use crate::{
    BrokenBlocks, ConsoleSink, Error, FileSink, Markers, PoolSubscriber, Result, RunMetrics,
    Segmenter, Subscriber, WorkerMetrics, WorkerPool,
};
use core::fmt;
use std::io::{BufRead, Write};
use std::path::PathBuf;
use std::sync::Arc;

/// Name of the console pool in the reference wiring.
pub const LOG_POOL: &str = "log";
/// Name of the file pool in the reference wiring.
pub const FILE_POOL: &str = "file";

/// Settings for [`Controller::reference`].
#[derive(Debug, Clone, PartialEq, Eq)]
pub struct ReferenceConfig {
    /// Statements per fixed-size block. Must be at least 1.
    pub block_size: usize,
    /// Worker threads in the file pool. Must be at least 1.
    pub workers: usize,
    /// Directory receiving one file per block.
    pub output_dir: PathBuf,
    pub markers: Markers,
}

impl ReferenceConfig {
    pub fn new(block_size: usize, workers: usize) -> Self {
        Self {
            block_size,
            workers,
            output_dir: PathBuf::from("."),
            markers: Markers::default(),
        }
    }
}

/// Wires a [`Segmenter`] to its subscribers and owns the pools it feeds.
///
/// A controller is single-use: [`Controller::run`] consumes it, because the
/// pools it owns are stopped and joined before the run returns.
pub struct Controller {
    segmenter: Segmenter,
    pools: Vec<Arc<WorkerPool>>,
}

impl Controller {
    pub fn new(segmenter: Segmenter) -> Self {
        Self {
            segmenter,
            pools: Vec::new(),
        }
    }

    /// Registers a plain subscriber. Registering the same instance twice has
    /// no effect.
    #[must_use]
    pub fn with_subscriber(mut self, subscriber: Arc<dyn Subscriber>) -> Self {
        self.segmenter.subscribe(subscriber);
        self
    }

    /// Takes ownership of `pool` and subscribes it to the segmenter.
    ///
    /// The pool is stopped and joined at the end of [`Controller::run`], and
    /// its worker metrics appear in the report in registration order.
    #[must_use]
    pub fn with_pool(mut self, pool: WorkerPool, broken_blocks: BrokenBlocks) -> Self {
        let pool = Arc::new(pool);
        self.segmenter
            .subscribe(Arc::new(PoolSubscriber::new(Arc::clone(&pool), broken_blocks)));
        self.pools.push(pool);
        self
    }

    /// Builds the reference wiring: a single-worker console pool that prints
    /// completed blocks to `console`, and a file pool with `config.workers`
    /// workers that persists every block, broken ones included.
    ///
    /// # Errors
    ///
    /// - [`Error::InvalidConfig`] for a zero block size or worker count.
    /// - [`Error::Io`] if the output directory cannot be created.
    /// - [`Error::Spawn`] if a worker thread cannot be started.
    pub fn reference<W>(config: &ReferenceConfig, console: W) -> Result<Self>
    where
        W: Write + Send + 'static,
    {
        if config.workers == 0 {
            return Err(Error::invalid_config("file pool needs at least one worker"));
        }
        let segmenter = Segmenter::with_markers(config.block_size, config.markers.clone())?;
        let file_sink = FileSink::new(&config.output_dir)?;

        let log = WorkerPool::new(LOG_POOL, 1, ConsoleSink::new(console))?;
        let file = WorkerPool::new(FILE_POOL, config.workers, file_sink)?;

        Ok(Self::new(segmenter)
            .with_pool(log, BrokenBlocks::Discard)
            .with_pool(file, BrokenBlocks::Forward))
    }

    pub fn segmenter(&self) -> &Segmenter {
        &self.segmenter
    }

    pub fn pools(&self) -> &[Arc<WorkerPool>] {
        &self.pools
    }

    /// Segments `input` to the end, then stops and joins every owned pool.
    ///
    /// All pools are stopped before any is joined, so they drain in parallel.
    /// Shutdown also happens when reading fails; the read error is returned
    /// once every worker has exited.
    ///
    /// # Errors
    ///
    /// Returns [`Error::Io`] if reading `input` fails.
    pub fn run<R: BufRead>(mut self, input: R) -> Result<RunReport> {
        #[cfg(feature = "tracing")]
        tracing::info!(
            block_size = self.segmenter.block_size(),
            pools = self.pools.len(),
            "Run started"
        );

        let outcome = self.segmenter.run(input);

        for pool in &self.pools {
            pool.stop();
        }
        let pools = self
            .pools
            .iter()
            .map(|pool| PoolReport {
                name: pool.name().to_owned(),
                workers: pool.join(),
            })
            .collect();

        let run = outcome?;
        let halted = self.segmenter.state().error().map(str::to_owned);

        #[cfg(feature = "tracing")]
        tracing::info!(
            lines = run.lines,
            blocks = run.blocks,
            halted = halted.is_some(),
            "Run finished"
        );

        Ok(RunReport { run, halted, pools })
    }
}

impl fmt::Debug for Controller {
    fn fmt(&self, f: &mut fmt::Formatter<'_>) -> fmt::Result {
        f.debug_struct("Controller")
            .field("segmenter", &self.segmenter)
            .field("pools", &self.pools.len())
            .finish()
    }
}

/// Worker metrics of one pool after it was joined.
#[derive(Debug, Clone, PartialEq, Eq)]
#[cfg_attr(feature = "serde", derive(serde::Serialize, serde::Deserialize))]
pub struct PoolReport {
    pub name: String,
    pub workers: Vec<WorkerMetrics>,
}

impl PoolReport {
    /// Blocks processed across all workers.
    pub fn blocks(&self) -> u64 {
        self.workers.iter().map(|w| w.blocks).sum()
    }

    pub fn statements(&self) -> u64 {
        self.workers.iter().map(|w| w.statements).sum()
    }

    pub fn failures(&self) -> u64 {
        self.workers.iter().map(|w| w.failures).sum()
    }
}

/// Outcome of [`Controller::run`].
///
/// `halted` carries the diagnostic when a close marker without an open block
/// stopped the run early.
#[derive(Debug, Clone, PartialEq, Eq)]
#[cfg_attr(feature = "serde", derive(serde::Serialize, serde::Deserialize))]
pub struct RunReport {
    pub run: RunMetrics,
    pub halted: Option<String>,
    pub pools: Vec<PoolReport>,
}

/// One line per thread:
///
/// ```text
/// main thread - 12 lines, 9 statements, 3 blocks
/// log thread - 3 blocks, 9 statements
/// file-0 thread - 2 blocks, 5 statements
/// file-1 thread - 1 blocks, 4 statements
/// ```
///
/// A single-worker pool is labelled by its name alone.
impl fmt::Display for RunReport {
    fn fmt(&self, f: &mut fmt::Formatter<'_>) -> fmt::Result {
        write!(
            f,
            "main thread - {} lines, {} statements, {} blocks",
            self.run.lines, self.run.statements, self.run.blocks
        )?;
        if self.run.broken_blocks > 0 {
            write!(f, ", {} broken blocks", self.run.broken_blocks)?;
        }
        writeln!(f)?;

        for pool in &self.pools {
            let single = pool.workers.len() == 1;
            for worker in &pool.workers {
                if single {
                    write!(f, "{} thread", pool.name)?;
                } else {
                    write!(f, "{}-{} thread", pool.name, worker.worker)?;
                }
                write!(f, " - {} blocks, {} statements", worker.blocks, worker.statements)?;
                if worker.failures > 0 {
                    write!(f, ", {} failures", worker.failures)?;
                }
                writeln!(f)?;
            }
        }
        Ok(())
    }
}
┄┄┄┄┄┄┄┄┄┄┄┄┄┄┄┄┄┄┄┄
- **INSTRUCTIONS TO FOLLOW**:
From the entries, report each line that includes the word "RunMetrics".

- **EXERCISE RESULT**:
    BrokenBlocks, ConsoleSink, Error, FileSink, Markers, PoolSubscriber, Result, RunMetrics,
    pub run: RunMetrics,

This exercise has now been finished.